● Requirement: Would you print the entire listing exactly, leaving nothing out?

Segment Start: Material for the task

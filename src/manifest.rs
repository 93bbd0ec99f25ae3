//! Durable cache manifest
//!
//! Maps model name -> cache entry and persists across restarts. The manifest
//! is an optimization of validated state, not ground truth: entries are
//! re-validated against the filesystem before being trusted.

use crate::error::{VaultError, VaultResult};
use async_trait::async_trait;
use chrono::{DateTime, Utc};
use serde::{Deserialize, Serialize};
use std::collections::BTreeMap;
use std::path::{Path, PathBuf};
use std::sync::Arc;
use tokio::fs;
use tokio::io::AsyncWriteExt;
use tokio::sync::RwLock;

/// One fully-validated cached model
///
/// Created only on full success; in-flight downloads never appear here.
#[derive(Debug, Clone, Serialize, Deserialize, PartialEq)]
#[serde(rename_all = "camelCase")]
pub struct CacheEntry {
    /// Model name; carried by the surrounding map key on disk
    #[serde(skip_serializing, default)]
    pub model: String,

    pub downloaded_at: DateTime<Utc>,

    /// Version tag reported by the backend that served the download
    pub version: String,

    pub files: Vec<String>,

    /// Correlation id of the attempt that produced this entry
    pub correlation_id: String,
}

// ============================================================================
// Storage trait
// ============================================================================

/// Persistence seam for the manifest file
#[async_trait]
pub trait ManifestStorage: Send + Sync {
    /// Save content to a path atomically
    async fn save(&self, path: &Path, content: &str) -> VaultResult<()>;

    /// Load content from a path, `None` if the file doesn't exist
    async fn load(&self, path: &Path) -> VaultResult<Option<String>>;
}

/// Production storage using tokio::fs
pub struct FileSystemStorage;

#[async_trait]
impl ManifestStorage for FileSystemStorage {
    async fn save(&self, path: &Path, content: &str) -> VaultResult<()> {
        if let Some(parent) = path.parent()
            && !parent.exists()
        {
            fs::create_dir_all(parent).await?;
        }

        // Atomic write: write to temp file, then rename
        let temp_file = path.with_extension("tmp");

        let mut file = fs::File::create(&temp_file).await?;
        file.write_all(content.as_bytes()).await?;
        file.sync_all().await?;

        fs::rename(&temp_file, path).await?;

        Ok(())
    }

    async fn load(&self, path: &Path) -> VaultResult<Option<String>> {
        if !path.exists() {
            return Ok(None);
        }
        Ok(Some(fs::read_to_string(path).await?))
    }
}

// ============================================================================
// Manifest store
// ============================================================================

/// Handle to the durable manifest, passed into every component that needs it
pub struct ManifestStore {
    path: PathBuf,
    storage: Arc<dyn ManifestStorage>,
    entries: RwLock<BTreeMap<String, CacheEntry>>,
}

impl ManifestStore {
    /// Load the manifest from disk with the default filesystem storage
    ///
    /// An unreadable or unparsable manifest is treated as empty and logged as
    /// a warning; entries will be rebuilt as models re-validate.
    pub async fn load(path: PathBuf) -> Self {
        Self::load_with_storage(path, Arc::new(FileSystemStorage)).await
    }

    /// Load the manifest through a custom storage backend
    pub async fn load_with_storage(path: PathBuf, storage: Arc<dyn ManifestStorage>) -> Self {
        let entries = match storage.load(&path).await {
            Ok(Some(content)) => match serde_json::from_str::<BTreeMap<String, CacheEntry>>(&content)
            {
                Ok(mut map) => {
                    for (name, entry) in map.iter_mut() {
                        entry.model = name.clone();
                    }
                    tracing::info!(path = ?path, entries = map.len(), "Manifest loaded");
                    map
                }
                Err(e) => {
                    tracing::warn!(
                        path = ?path,
                        error = %e,
                        "Manifest unparsable, starting with empty manifest"
                    );
                    BTreeMap::new()
                }
            },
            Ok(None) => {
                tracing::info!(path = ?path, "No manifest file found, starting fresh");
                BTreeMap::new()
            }
            Err(e) => {
                tracing::warn!(
                    path = ?path,
                    error = %e,
                    "Manifest unreadable, starting with empty manifest"
                );
                BTreeMap::new()
            }
        };

        Self {
            path,
            storage,
            entries: RwLock::new(entries),
        }
    }

    /// Get a model's entry
    pub async fn get(&self, name: &str) -> Option<CacheEntry> {
        self.entries.read().await.get(name).cloned()
    }

    /// Insert or replace an entry and flush to disk
    pub async fn upsert(&self, entry: CacheEntry) -> VaultResult<()> {
        {
            let mut entries = self.entries.write().await;
            entries.insert(entry.model.clone(), entry);
        }
        self.flush().await
    }

    /// Remove an entry and flush to disk; returns the removed entry
    pub async fn remove(&self, name: &str) -> VaultResult<Option<CacheEntry>> {
        let removed = {
            let mut entries = self.entries.write().await;
            entries.remove(name)
        };
        if removed.is_some() {
            self.flush().await?;
        }
        Ok(removed)
    }

    /// All entries, sorted by model name
    pub async fn entries(&self) -> Vec<CacheEntry> {
        self.entries.read().await.values().cloned().collect()
    }

    pub async fn len(&self) -> usize {
        self.entries.read().await.len()
    }

    pub async fn is_empty(&self) -> bool {
        self.entries.read().await.is_empty()
    }

    /// Serialize the current map and write it atomically
    ///
    /// All writers funnel through here while holding no lock across the
    /// rename, so concurrent model downloads cannot corrupt the file.
    async fn flush(&self) -> VaultResult<()> {
        let content = {
            let entries = self.entries.read().await;
            serde_json::to_string_pretty(&*entries)
                .map_err(|e| std::io::Error::other(e.to_string()))?
        };

        self.storage.save(&self.path, &content).await?;

        tracing::debug!(path = ?self.path, "Manifest flushed");
        Ok(())
    }
}

// ============================================================================
// Mock storage for testing
// ============================================================================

Segment End: Material for the task

● Result:
filename src/manifest.rs
repository 93bbd0ec99f25ae3
//! Durable cache manifest
//!
//! Maps model name -> cache entry and persists across restarts. The manifest
//! is an optimization of validated state, not ground truth: entries are
//! re-validated against the filesystem before being trusted.

use crate::error::{VaultError, VaultResult};
use async_trait::async_trait;
use chrono::{DateTime, Utc};
use serde::{Deserialize, Serialize};
use std::collections::BTreeMap;
use std::path::{Path, PathBuf};
use std::sync::Arc;
use tokio::fs;
use tokio::io::AsyncWriteExt;
use tokio::sync::RwLock;

/// One fully-validated cached model
///
/// Created only on full success; in-flight downloads never appear here.
#[derive(Debug, Clone, Serialize, Deserialize, PartialEq)]
#[serde(rename_all = "camelCase")]
pub struct CacheEntry {
    /// Model name; carried by the surrounding map key on disk
    #[serde(skip_serializing, default)]
    pub model: String,

    pub downloaded_at: DateTime<Utc>,

    /// Version tag reported by the backend that served the download
    pub version: String,

    pub files: Vec<String>,

    /// Correlation id of the attempt that produced this entry
    pub correlation_id: String,
}

// ============================================================================
// Storage trait
// ============================================================================

/// Persistence seam for the manifest file
#[async_trait]
pub trait ManifestStorage: Send + Sync {
    /// Save content to a path atomically
    async fn save(&self, path: &Path, content: &str) -> VaultResult<()>;

    /// Load content from a path, `None` if the file doesn't exist
    async fn load(&self, path: &Path) -> VaultResult<Option<String>>;
}

/// Production storage using tokio::fs
pub struct FileSystemStorage;

#[async_trait]
impl ManifestStorage for FileSystemStorage {
    async fn save(&self, path: &Path, content: &str) -> VaultResult<()> {
        if let Some(parent) = path.parent()
            && !parent.exists()
        {
            fs::create_dir_all(parent).await?;
        }

        // Atomic write: write to temp file, then rename
        let temp_file = path.with_extension("tmp");

        let mut file = fs::File::create(&temp_file).await?;
        file.write_all(content.as_bytes()).await?;
        file.sync_all().await?;

        fs::rename(&temp_file, path).await?;

        Ok(())
    }

    async fn load(&self, path: &Path) -> VaultResult<Option<String>> {
        if !path.exists() {
            return Ok(None);
        }
        Ok(Some(fs::read_to_string(path).await?))
    }
}

// ============================================================================
// Manifest store
// ============================================================================

/// Handle to the durable manifest, passed into every component that needs it
pub struct ManifestStore {
    path: PathBuf,
    storage: Arc<dyn ManifestStorage>,
    entries: RwLock<BTreeMap<String, CacheEntry>>,
}

impl ManifestStore {
    /// Load the manifest from disk with the default filesystem storage
    ///
    /// An unreadable or unparsable manifest is treated as empty and logged as
    /// a warning; entries will be rebuilt as models re-validate.
    pub async fn load(path: PathBuf) -> Self {
        Self::load_with_storage(path, Arc::new(FileSystemStorage)).await
    }

    /// Load the manifest through a custom storage backend
    pub async fn load_with_storage(path: PathBuf, storage: Arc<dyn ManifestStorage>) -> Self {
        let entries = match storage.load(&path).await {
            Ok(Some(content)) => match serde_json::from_str::<BTreeMap<String, CacheEntry>>(&content)
            {
                Ok(mut map) => {
                    for (name, entry) in map.iter_mut() {
                        entry.model = name.clone();
                    }
                    tracing::info!(path = ?path, entries = map.len(), "Manifest loaded");
                    map
                }
                Err(e) => {
                    tracing::warn!(
                        path = ?path,
                        error = %e,
                        "Manifest unparsable, starting with empty manifest"
                    );
                    BTreeMap::new()
                }
            },
            Ok(None) => {
                tracing::info!(path = ?path, "No manifest file found, starting fresh");
                BTreeMap::new()
            }
            Err(e) => {
                tracing::warn!(
                    path = ?path,
                    error = %e,
                    "Manifest unreadable, starting with empty manifest"
                );
                BTreeMap::new()
            }
        };

        Self {
            path,
            storage,
            entries: RwLock::new(entries),
        }
    }

    /// Get a model's entry
    pub async fn get(&self, name: &str) -> Option<CacheEntry> {
        self.entries.read().await.get(name).cloned()
    }

    /// Insert or replace an entry and flush to disk
    pub async fn upsert(&self, entry: CacheEntry) -> VaultResult<()> {
        {
            let mut entries = self.entries.write().await;
            entries.insert(entry.model.clone(), entry);
        }
        self.flush().await
    }

    /// Remove an entry and flush to disk; returns the removed entry
    pub async fn remove(&self, name: &str) -> VaultResult<Option<CacheEntry>> {
        let removed = {
            let mut entries = self.entries.write().await;
            entries.remove(name)
        };
        if removed.is_some() {
            self.flush().await?;
        }
        Ok(removed)
    }

    /// All entries, sorted by model name
    pub async fn entries(&self) -> Vec<CacheEntry> {
        self.entries.read().await.values().cloned().collect()
    }

    pub async fn len(&self) -> usize {
        self.entries.read().await.len()
    }

    pub async fn is_empty(&self) -> bool {
        self.entries.read().await.is_empty()
    }

    /// Serialize the current map and write it atomically
    ///
    /// All writers funnel through here while holding no lock across the
    /// rename, so concurrent model downloads cannot corrupt the file.
    async fn flush(&self) -> VaultResult<()> {
        let content = {
            let entries = self.entries.read().await;
            serde_json::to_string_pretty(&*entries)
                .map_err(|e| std::io::Error::other(e.to_string()))?
        };

        self.storage.save(&self.path, &content).await?;

        tracing::debug!(path = ?self.path, "Manifest flushed");
        Ok(())
    }
}

// ============================================================================
// Mock storage for testing
// ============================================================================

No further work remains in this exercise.